» **Work order**
Where does the string "async" appear in the listing below? Copy every line where it does.
---------- Material for the task
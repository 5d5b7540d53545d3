use std::path::PathBuf;
use std::sync::Arc;
use std::time::{Duration, Instant};

use anyhow::{Context, bail};
use clap::Parser;
use ibtrs::{
    ClientOps, ClientRdmaEvent, ClientSession, IbtrsClient, IbtrsServer, LoopbackFabric, ServerConfig,
    ServerOp, ServerOps, ServerRdmaEvent, ServerSession, SessionConfig, SessionEvent,
};
use ibtrs_logging::{LogConfig, init_logging};
use ibtrs_types::{Address, OpCookie, Status};
use serde::{Deserialize, Serialize};
use tokio::sync::mpsc::{UnboundedReceiver, UnboundedSender, unbounded_channel};

/// Run a client and a server over the in-process fabric and report what
/// happened.
#[derive(Parser, Debug)]
#[command(name = "ibtrs-loopback", version, about)]
struct Args {
    /// Path to a TOML file with [log], [server] and [session] sections
    #[arg(short, long)]
    config: Option<PathBuf>,

    /// Number of requests to issue
    #[arg(short = 'n', long, default_value_t = 64)]
    requests: u64,

    /// Payload size per request in bytes
    #[arg(short, long, default_value_t = 4096)]
    size: usize,

    /// Take every path down halfway through and wait for the reconnect
    #[arg(long)]
    fail_path: bool,

    /// Print the effective configuration and exit
    #[arg(long)]
    dump_default_config: bool,
}

#[derive(Debug, Serialize, Deserialize)]
#[serde(default)]
struct DemoConfig {
    log: LogConfig,
    server: ServerConfig,
    session: SessionConfig,
}

impl Default for DemoConfig {
    fn default() -> Self {
        Self {
            log: LogConfig::default(),
            server: ServerConfig::default(),
            session: SessionConfig {
                reconnect_delay_secs: 1,
                ..Default::default()
            },
        }
    }
}

impl DemoConfig {
    fn load(path: Option<&PathBuf>) -> anyhow::Result<Self> {
        let Some(path) = path else {
            return Ok(Self::default());
        };
        let content = std::fs::read_to_string(path)
            .with_context(|| format!("reading {}", path.display()))?;
        toml::from_str(&content).with_context(|| format!("parsing {}", path.display()))
    }
}

/// Answers every request: received data is accepted, write requests get a
/// position-derived pattern.
struct PatternServer;

fn pattern(i: usize) -> u8 {
    (i % 251) as u8
}

impl ServerOps for PatternServer {
    fn rdma_ev(&self, _sess: &Arc<ServerSession>, ev: ServerRdmaEvent, mut op: ServerOp) {
        if ev == ServerRdmaEvent::WriteRequest {
            for (i, b) in op.data_mut().iter_mut().enumerate() {
                *b = pattern(i);
            }
        }
        op.respond(Status::ok());
    }

    fn sess_ev(&self, sess: &Arc<ServerSession>, ev: SessionEvent) {
        tracing::info!(session = %sess.uuid(), peer = %sess.addr(), event = ?ev, "server session event");
    }

    fn recv(&self, sess: &Arc<ServerSession>, msg: &[u8]) {
        tracing::info!(session = %sess.uuid(), len = msg.len(), "server got message");
    }
}

struct Completion {
    cookie: OpCookie,
    ev: ClientRdmaEvent,
    status: Status,
    data: Vec<u8>,
}

struct Collector {
    completions: UnboundedSender<Completion>,
    events: UnboundedSender<SessionEvent>,
}

impl ClientOps for Collector {
    fn rdma_ev(&self, cookie: OpCookie, ev: ClientRdmaEvent, status: Status, data: &[u8]) {
        let _ = self.completions.send(Completion {
            cookie,
            ev,
            status,
            data: data.to_vec(),
        });
    }

    fn sess_ev(&self, sess: &Arc<ClientSession>, ev: SessionEvent) {
        tracing::info!(session = %sess.uuid(), event = ?ev, "client session event");
        let _ = self.events.send(ev);
    }

    fn recv(&self, _sess: &Arc<ClientSession>, msg: &[u8]) {
        tracing::info!(len = msg.len(), "client got message");
    }
}

#[derive(Debug, Default)]
struct Summary {
    writes: u64,
    reads: u64,
    failed: u64,
    corrupt: u64,
    bytes: u64,
}

async fn wait_for(events: &mut UnboundedReceiver<SessionEvent>, want: SessionEvent, within: Duration) -> anyhow::Result<()> {
    let deadline = tokio::time::Instant::now() + within;
    loop {
        match tokio::time::timeout_at(deadline, events.recv()).await {
            Ok(Some(ev)) if ev == want => return Ok(()),
            Ok(Some(SessionEvent::MaxReconnectExceeded)) => bail!("session gave up reconnecting"),
            Ok(Some(_)) => continue,
            Ok(None) => bail!("client event channel closed"),
            Err(_) => bail!("no {:?} within {:?}", want, within),
        }
    }
}

#[tokio::main]
async fn main() -> anyhow::Result<()> {
    let args = Args::parse();
    let config = DemoConfig::load(args.config.as_ref())?;

    if args.dump_default_config {
        print!("{}", toml::to_string_pretty(&config)?);
        return Ok(());
    }
    let _log_guard = init_logging(&config.log)?;

    let server_addr = Address::from_octets(192, 168, 0, 1, 1234);
    let client_addr = Address::from_octets(192, 168, 0, 2, 1234);
    let fabric = LoopbackFabric::new();

    let server = IbtrsServer::new(config.server.clone(), fabric.clone())?;
    server.register(Arc::new(PatternServer))?;
    fabric.listen(server_addr, server.clone());

    let (completions_tx, mut completions) = unbounded_channel();
    let (events_tx, mut events) = unbounded_channel();
    let client = IbtrsClient::new(fabric.connector(client_addr), fabric.clone());
    client.register(Arc::new(Collector {
        completions: completions_tx,
        events: events_tx,
    }))?;

    let sess = client.open(server_addr, config.session.clone()).await?;
    let attrs = sess.query()?;
    tracing::info!(
        queue_depth = attrs.queue_depth,
        max_io_size = attrs.max_io_size,
        paths = attrs.con_count,
        "session ready"
    );
    if args.size + 64 > attrs.max_io_size {
        bail!("--size {} does not fit max_io_size {}", args.size, attrs.max_io_size);
    }

    let payload: Vec<u8> = (0..args.size).map(pattern).collect();
    let reconnect_wait = Duration::from_secs(config.session.reconnect_delay_secs as u64 * 4 + 5);
    let mut summary = Summary::default();
    let started = Instant::now();

    for i in 0..args.requests {
        if args.fail_path && i == args.requests / 2 {
            let n = fabric.fail_all(&server_addr);
            tracing::warn!(paths = n, "injected path failure");
            wait_for(&mut events, SessionEvent::Reconnected, reconnect_wait).await?;
        }

        let tag = sess.get_tag(i as usize, args.size + 64).await?;
        let cookie = OpCookie(i);
        if i % 2 == 0 {
            sess.rdma_write(tag, cookie, &i.to_le_bytes(), &[&payload[..]])?;
        } else {
            sess.request_rdma_write(tag, cookie, &i.to_le_bytes(), args.size)?;
        }

        let done = tokio::time::timeout(Duration::from_secs(10), completions.recv())
            .await
            .context("request timed out")?
            .context("completion channel closed")?;
        if done.cookie != cookie {
            bail!("completion for {} while waiting for {}", done.cookie, cookie);
        }
        if !done.status.is_ok() {
            tracing::warn!(cookie = %done.cookie, status = %done.status, "request failed");
            summary.failed += 1;
            continue;
        }
        match done.ev {
            ClientRdmaEvent::RdmaWriteComplete => summary.writes += 1,
            ClientRdmaEvent::RdmaRequestWriteComplete => {
                summary.reads += 1;
                if done.data != payload {
                    summary.corrupt += 1;
                }
            }
        }
        summary.bytes += args.size as u64;
    }
    let elapsed = started.elapsed();

    sess.close().await?;
    client.unregister()?;
    server.close_all();
    server.unregister()?;

    println!("requests:  {}", args.requests);
    println!("writes:    {}", summary.writes);
    println!("reads:     {}", summary.reads);
    println!("failed:    {}", summary.failed);
    println!("corrupt:   {}", summary.corrupt);
    println!("bytes:     {}", summary.bytes);
    println!("elapsed:   {:?}", elapsed);
    println!("redials:   {}", fabric.connect_attempts().saturating_sub(attrs.con_count));

    if summary.corrupt > 0 {
        bail!("{} read results did not match", summary.corrupt);
    }
    Ok(())
}
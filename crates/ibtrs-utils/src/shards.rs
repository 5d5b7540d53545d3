use parking_lot::{Mutex, MutexGuard};

/// Sharded data structure for reducing lock contention.
///
/// Callers pick a home shard (typically the current CPU) and fall back to
/// the others in ring order when the home shard has nothing to offer.
pub struct Shards<T> {
    shards: Vec<Mutex<T>>,
}

impl<T> Shards<T> {
    pub fn new(num_shards: usize, init: impl Fn() -> T) -> Self {
        let num_shards = num_shards.max(1);
        let mut shards = Vec::with_capacity(num_shards);
        for _ in 0..num_shards {
            shards.push(Mutex::new(init()));
        }
        Self { shards }
    }

    pub fn num_shards(&self) -> usize {
        self.shards.len()
    }

    pub fn shard_by_index(&self, index: usize) -> MutexGuard<'_, T> {
        self.shards[index % self.shards.len()].lock()
    }

    /// Visit shards starting at `home` and wrapping around, stopping at the
    /// first one for which `f` yields a value.
    pub fn find_map_from<R>(&self, home: usize, mut f: impl FnMut(&mut T) -> Option<R>) -> Option<R> {
        let n = self.shards.len();
        for step in 0..n {
            let mut guard = self.shards[(home + step) % n].lock();
            if let Some(r) = f(&mut guard) {
                return Some(r);
            }
        }
        None
    }

    pub fn for_each(&self, mut f: impl FnMut(&mut T)) {
        for shard in &self.shards {
            f(&mut shard.lock());
        }
    }
}

impl<T: Default> Shards<T> {
    pub fn with_default(num_shards: usize) -> Self {
        Self::new(num_shards, T::default)
    }
}

/// Best-effort index of the CPU the calling thread runs on.
#[cfg(target_os = "linux")]
pub fn current_cpu() -> usize {
    // SAFETY: sched_getcpu has no preconditions.
    let cpu = unsafe { libc::sched_getcpu() };
    if cpu < 0 { 0 } else { cpu as usize }
}

#[cfg(not(target_os = "linux"))]
pub fn current_cpu() -> usize {
    0
}

#[cfg(test)]
mod tests {
    use super::*;

    #[test]
    fn test_zero_shards_rounds_up() {
        let s: Shards<Vec<u32>> = Shards::with_default(0);
        assert_eq!(s.num_shards(), 1);
    }

    #[test]
    fn test_find_map_from_borrows_other_shards() {
        let s: Shards<Vec<u32>> = Shards::with_default(4);
        s.shard_by_index(2).push(7);

        // Home shard 0 is empty; the search wraps to shard 2.
        assert_eq!(s.find_map_from(0, |v| v.pop()), Some(7));
        assert_eq!(s.find_map_from(3, |v| v.pop()), None);
    }

    #[test]
    fn test_for_each_visits_all() {
        let s: Shards<u32> = Shards::with_default(3);
        s.for_each(|v| *v += 1);
        let mut total = 0;
        s.for_each(|v| total += *v);
        assert_eq!(total, 3);
    }

    #[test]
    fn test_current_cpu_is_usable_as_index() {
        let s: Shards<u32> = Shards::with_default(2);
        *s.shard_by_index(current_cpu()) += 1;
    }
}
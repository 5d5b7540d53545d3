//! Block-oriented RDMA transport.
//!
//! A client opens a session to a server over one or more paths. Each
//! session exposes `queue_depth` tags; a tag owns one pre-registered
//! buffer on both sides, so a request is a single RDMA write into the
//! server's buffer followed by an immediate carrying the tag id. The
//! server answers with an immediate (and, for request-writes, data written
//! back into the client's buffer).
//!
//! # Architecture
//!
//! - [`rdma`]: the verbs layer as traits (`DmaMapper`, `RdmaPath`,
//!   `RdmaConnector`, `ConnectionAcceptor`).
//! - [`loopback`]: an in-process fabric implementing those traits.
//! - [`tag`] / [`iu`]: tag pool and registered buffers.
//! - [`session`] / [`connection`] / [`heartbeat`]: session state, paths and
//!   liveness.
//! - [`client`] / [`server`]: the two roles; consumers plug in through
//!   [`dispatch`].

pub mod buf;
pub mod client;
pub mod config;
pub mod connection;
pub mod dispatch;
pub mod error;
pub mod heartbeat;
pub mod iu;
pub mod loopback;
pub mod rdma;
pub mod server;
pub mod session;
pub mod tag;

#[cfg(test)]
mod testkit;

pub use client::{ClientSession, IbtrsClient, SessionAttrs};
pub use config::{ReconnectBackoff, ServerConfig, SessionConfig};
pub use dispatch::{ClientOps, ClientRdmaEvent, ServerOps, ServerRdmaEvent, SessionEvent};
pub use error::{RdmaError, TransportError};
pub use heartbeat::{Clock, ManualClock, MonotonicClock};
pub use loopback::LoopbackFabric;
pub use rdma::{ConnectionAcceptor, DmaMapper, RdmaConnector, RdmaPath};
pub use server::{IbtrsServer, ServerOp, ServerSession};
pub use session::SessionState;
pub use tag::Tag;
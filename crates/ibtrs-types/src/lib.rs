#[allow(non_snake_case)]
pub mod status_code;

pub mod status;

#[macro_use]
pub mod strong_type;

pub mod ids;
pub mod address;
pub mod host;

// Re-export commonly used items at the crate root.
pub use address::{Address, AddressParseError, AddressType};
pub use host::{MAX_HOSTNAME_LEN, local_hostname, truncate_hostname};
pub use ids::*;
pub use status::Status;
pub use status_code::*;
--------------------
» **Your solution**
async fn wait_for(events: &mut UnboundedReceiver<SessionEvent>, want: SessionEvent, within: Duration) -> anyhow::Result<()> {
async fn main() -> anyhow::Result<()> {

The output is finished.